| What the exercise asks |
Answer with a bare number: the count of lines in the data below that contain the word "crate".

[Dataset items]
---

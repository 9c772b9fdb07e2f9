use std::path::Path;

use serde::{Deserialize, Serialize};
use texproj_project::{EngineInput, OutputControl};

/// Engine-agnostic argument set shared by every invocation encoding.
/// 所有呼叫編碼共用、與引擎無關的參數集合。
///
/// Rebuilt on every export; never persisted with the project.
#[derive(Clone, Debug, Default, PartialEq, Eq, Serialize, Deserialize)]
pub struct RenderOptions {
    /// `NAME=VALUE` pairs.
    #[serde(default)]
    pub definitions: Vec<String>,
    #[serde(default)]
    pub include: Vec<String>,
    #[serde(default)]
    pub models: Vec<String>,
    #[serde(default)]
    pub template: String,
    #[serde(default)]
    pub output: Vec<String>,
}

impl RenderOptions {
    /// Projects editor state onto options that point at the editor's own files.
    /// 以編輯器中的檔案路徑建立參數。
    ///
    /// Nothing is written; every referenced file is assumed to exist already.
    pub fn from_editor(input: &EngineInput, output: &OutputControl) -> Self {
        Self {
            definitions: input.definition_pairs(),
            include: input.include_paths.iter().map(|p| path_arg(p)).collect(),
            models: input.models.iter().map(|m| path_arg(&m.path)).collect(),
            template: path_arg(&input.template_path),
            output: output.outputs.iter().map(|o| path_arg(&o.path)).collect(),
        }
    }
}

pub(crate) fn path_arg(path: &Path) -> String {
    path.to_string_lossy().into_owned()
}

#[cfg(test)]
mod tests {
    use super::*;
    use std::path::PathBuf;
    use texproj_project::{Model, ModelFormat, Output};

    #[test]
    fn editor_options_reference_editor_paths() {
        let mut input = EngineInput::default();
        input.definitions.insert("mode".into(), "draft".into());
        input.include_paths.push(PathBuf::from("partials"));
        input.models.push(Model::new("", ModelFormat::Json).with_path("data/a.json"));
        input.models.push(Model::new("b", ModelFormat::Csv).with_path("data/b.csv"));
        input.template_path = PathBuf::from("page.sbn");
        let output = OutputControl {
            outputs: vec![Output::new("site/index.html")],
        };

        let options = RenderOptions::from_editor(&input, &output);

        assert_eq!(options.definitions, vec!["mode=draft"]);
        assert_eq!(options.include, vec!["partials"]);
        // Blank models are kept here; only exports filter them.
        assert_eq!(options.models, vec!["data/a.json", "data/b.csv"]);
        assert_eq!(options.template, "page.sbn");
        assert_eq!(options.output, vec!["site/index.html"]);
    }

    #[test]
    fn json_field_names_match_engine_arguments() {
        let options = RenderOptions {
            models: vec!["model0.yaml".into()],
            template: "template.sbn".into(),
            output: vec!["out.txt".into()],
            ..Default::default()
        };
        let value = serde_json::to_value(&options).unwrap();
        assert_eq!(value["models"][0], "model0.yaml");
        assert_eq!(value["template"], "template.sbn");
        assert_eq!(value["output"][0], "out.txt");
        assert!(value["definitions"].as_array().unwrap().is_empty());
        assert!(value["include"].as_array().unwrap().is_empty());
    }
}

---

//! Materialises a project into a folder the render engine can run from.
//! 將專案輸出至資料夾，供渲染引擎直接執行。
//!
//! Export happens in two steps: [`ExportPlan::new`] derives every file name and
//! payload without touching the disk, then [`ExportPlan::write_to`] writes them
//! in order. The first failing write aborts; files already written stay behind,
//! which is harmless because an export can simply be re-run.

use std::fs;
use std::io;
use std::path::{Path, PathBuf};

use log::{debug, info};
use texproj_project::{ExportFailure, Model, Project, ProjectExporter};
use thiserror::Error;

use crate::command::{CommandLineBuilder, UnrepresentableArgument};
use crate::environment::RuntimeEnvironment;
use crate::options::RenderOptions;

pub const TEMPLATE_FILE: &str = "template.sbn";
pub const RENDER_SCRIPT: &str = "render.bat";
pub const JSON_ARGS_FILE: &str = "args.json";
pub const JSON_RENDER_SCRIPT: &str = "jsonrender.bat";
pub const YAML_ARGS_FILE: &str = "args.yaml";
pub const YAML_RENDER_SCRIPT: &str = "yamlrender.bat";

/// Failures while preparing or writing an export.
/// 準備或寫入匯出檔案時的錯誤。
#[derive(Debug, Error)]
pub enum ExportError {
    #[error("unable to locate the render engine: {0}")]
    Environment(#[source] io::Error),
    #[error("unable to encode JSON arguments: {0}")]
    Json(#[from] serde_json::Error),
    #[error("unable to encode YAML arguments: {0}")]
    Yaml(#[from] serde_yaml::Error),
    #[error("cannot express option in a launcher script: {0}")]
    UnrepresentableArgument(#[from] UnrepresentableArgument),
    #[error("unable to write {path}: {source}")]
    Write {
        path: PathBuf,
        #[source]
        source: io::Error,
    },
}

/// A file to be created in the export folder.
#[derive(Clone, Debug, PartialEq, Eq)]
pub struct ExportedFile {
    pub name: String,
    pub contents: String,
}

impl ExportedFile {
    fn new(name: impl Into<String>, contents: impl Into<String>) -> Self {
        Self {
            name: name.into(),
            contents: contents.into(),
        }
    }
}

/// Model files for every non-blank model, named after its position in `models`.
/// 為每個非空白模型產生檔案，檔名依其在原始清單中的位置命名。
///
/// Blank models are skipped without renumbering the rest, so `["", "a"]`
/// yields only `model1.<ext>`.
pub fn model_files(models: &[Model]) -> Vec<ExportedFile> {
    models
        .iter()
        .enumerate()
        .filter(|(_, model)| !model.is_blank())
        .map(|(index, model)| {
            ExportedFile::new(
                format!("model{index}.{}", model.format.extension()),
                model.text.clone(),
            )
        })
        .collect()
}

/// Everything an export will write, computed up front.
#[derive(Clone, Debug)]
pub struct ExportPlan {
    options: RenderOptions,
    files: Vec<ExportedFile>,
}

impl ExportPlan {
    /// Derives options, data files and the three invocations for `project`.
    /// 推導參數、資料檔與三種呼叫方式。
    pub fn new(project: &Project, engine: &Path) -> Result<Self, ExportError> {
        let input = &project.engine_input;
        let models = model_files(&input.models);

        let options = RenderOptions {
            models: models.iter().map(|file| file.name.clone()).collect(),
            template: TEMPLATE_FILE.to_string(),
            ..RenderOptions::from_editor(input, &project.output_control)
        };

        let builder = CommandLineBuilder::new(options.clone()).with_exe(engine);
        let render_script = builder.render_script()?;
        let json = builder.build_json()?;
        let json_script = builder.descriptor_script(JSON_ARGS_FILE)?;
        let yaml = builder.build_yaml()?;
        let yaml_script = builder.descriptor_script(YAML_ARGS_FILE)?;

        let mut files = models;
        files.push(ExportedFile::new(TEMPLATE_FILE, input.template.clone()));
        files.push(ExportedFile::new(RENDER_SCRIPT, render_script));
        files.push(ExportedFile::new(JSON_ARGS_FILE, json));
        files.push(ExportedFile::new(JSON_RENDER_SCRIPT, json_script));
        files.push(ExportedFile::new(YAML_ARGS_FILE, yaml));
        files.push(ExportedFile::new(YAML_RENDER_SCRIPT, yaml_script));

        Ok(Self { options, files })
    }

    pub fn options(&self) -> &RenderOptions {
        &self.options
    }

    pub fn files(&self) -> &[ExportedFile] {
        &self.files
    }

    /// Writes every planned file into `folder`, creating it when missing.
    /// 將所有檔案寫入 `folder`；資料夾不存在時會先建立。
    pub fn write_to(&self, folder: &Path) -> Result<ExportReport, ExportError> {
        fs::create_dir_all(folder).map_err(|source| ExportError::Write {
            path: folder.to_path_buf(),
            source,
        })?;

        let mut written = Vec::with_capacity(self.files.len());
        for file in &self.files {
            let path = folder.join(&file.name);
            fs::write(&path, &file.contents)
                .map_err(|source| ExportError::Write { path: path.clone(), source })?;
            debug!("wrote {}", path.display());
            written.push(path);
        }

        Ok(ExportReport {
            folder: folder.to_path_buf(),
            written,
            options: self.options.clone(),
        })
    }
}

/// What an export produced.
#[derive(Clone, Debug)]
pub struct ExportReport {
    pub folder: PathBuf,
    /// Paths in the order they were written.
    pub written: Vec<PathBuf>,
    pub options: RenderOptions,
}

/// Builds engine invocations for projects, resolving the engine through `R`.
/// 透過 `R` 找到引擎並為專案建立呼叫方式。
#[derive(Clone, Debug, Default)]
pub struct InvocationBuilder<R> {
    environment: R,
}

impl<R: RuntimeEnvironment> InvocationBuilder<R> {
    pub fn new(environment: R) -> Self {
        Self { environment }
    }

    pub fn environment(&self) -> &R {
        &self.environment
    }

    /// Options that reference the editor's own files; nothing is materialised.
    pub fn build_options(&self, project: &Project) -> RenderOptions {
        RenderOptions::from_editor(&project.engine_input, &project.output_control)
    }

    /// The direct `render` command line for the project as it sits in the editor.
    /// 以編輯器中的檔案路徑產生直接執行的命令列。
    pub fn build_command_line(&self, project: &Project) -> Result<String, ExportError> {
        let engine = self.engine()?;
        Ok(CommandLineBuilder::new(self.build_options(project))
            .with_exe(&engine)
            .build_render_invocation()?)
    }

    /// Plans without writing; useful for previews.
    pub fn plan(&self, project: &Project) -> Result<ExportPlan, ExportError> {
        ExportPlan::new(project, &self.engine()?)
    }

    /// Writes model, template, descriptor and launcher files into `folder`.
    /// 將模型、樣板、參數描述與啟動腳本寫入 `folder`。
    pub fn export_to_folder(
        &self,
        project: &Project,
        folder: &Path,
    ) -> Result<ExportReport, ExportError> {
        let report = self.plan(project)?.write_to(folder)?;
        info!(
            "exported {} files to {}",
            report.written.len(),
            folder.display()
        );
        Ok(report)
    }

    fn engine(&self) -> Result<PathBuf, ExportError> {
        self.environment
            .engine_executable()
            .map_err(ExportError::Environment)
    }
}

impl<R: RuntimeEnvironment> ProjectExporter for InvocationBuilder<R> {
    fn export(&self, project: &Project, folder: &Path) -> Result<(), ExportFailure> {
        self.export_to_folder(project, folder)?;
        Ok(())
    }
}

---

| Task output |
4